# 99441-99443



## Inquisitor (Feb 24, 2009)

In the CPT explanation for this code set does "decision to see the patient within 24 hours or next available urgent visit appointment" apply only to the provider on the phone call?  
Example:  Phone call between a patient and provider results in a decision to send the patient to the ER, can this code be billed (assuming the provider contacted is not seeing the patient at the ER)?


----------



## FTessaBartels (Mar 5, 2009)

*Is admission anticipated?*

Are you sending the patient to the ER with the expectation that they are going to be admitted?  Or are you sending them to the ER for an acute problem that will be treated there?
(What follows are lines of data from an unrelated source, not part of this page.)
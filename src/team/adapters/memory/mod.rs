//! In-memory adapters for team ports.

mod team;

pub use team::InMemoryTeamRepository;
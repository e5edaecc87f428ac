//! User account management.
//!
//! Users hold a system role in the privilege hierarchy and an account status.
//! The module follows hexagonal architecture:
//!
//! - Domain types in [`domain`]
//! - Port contracts in [`ports`]
//! - Adapter implementations in [`adapters`]
//! - Orchestration services in [`services`]

pub mod adapters;
pub mod domain;
pub mod ports;
pub mod services;

#[cfg(test)]
mod tests;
If you think they are going to be admitted but you won't see them until the next day ... then NO, I wouldn't use these codes. 

If you're sending them to the ER for treatment, then *technically *you could use the codes, but do you really want to?  (example: I sliced my thumb open and called my PMD. I told him I was pretty sure I didn't need sutures but haven't had a tetanus shot in quite a while. His response was to send me to the ER because IF I needed sutures he'd have to send me there anyway. And, No, he didn't charge me for the phone call.)

Just so you know, our practice does NOT currently use these codes. 

F Tessa Bartels, CPC, CEMC


----------



## Inquisitor (Mar 6, 2009)

Great information.  I always appreciate your input. Thanks for responding!


----------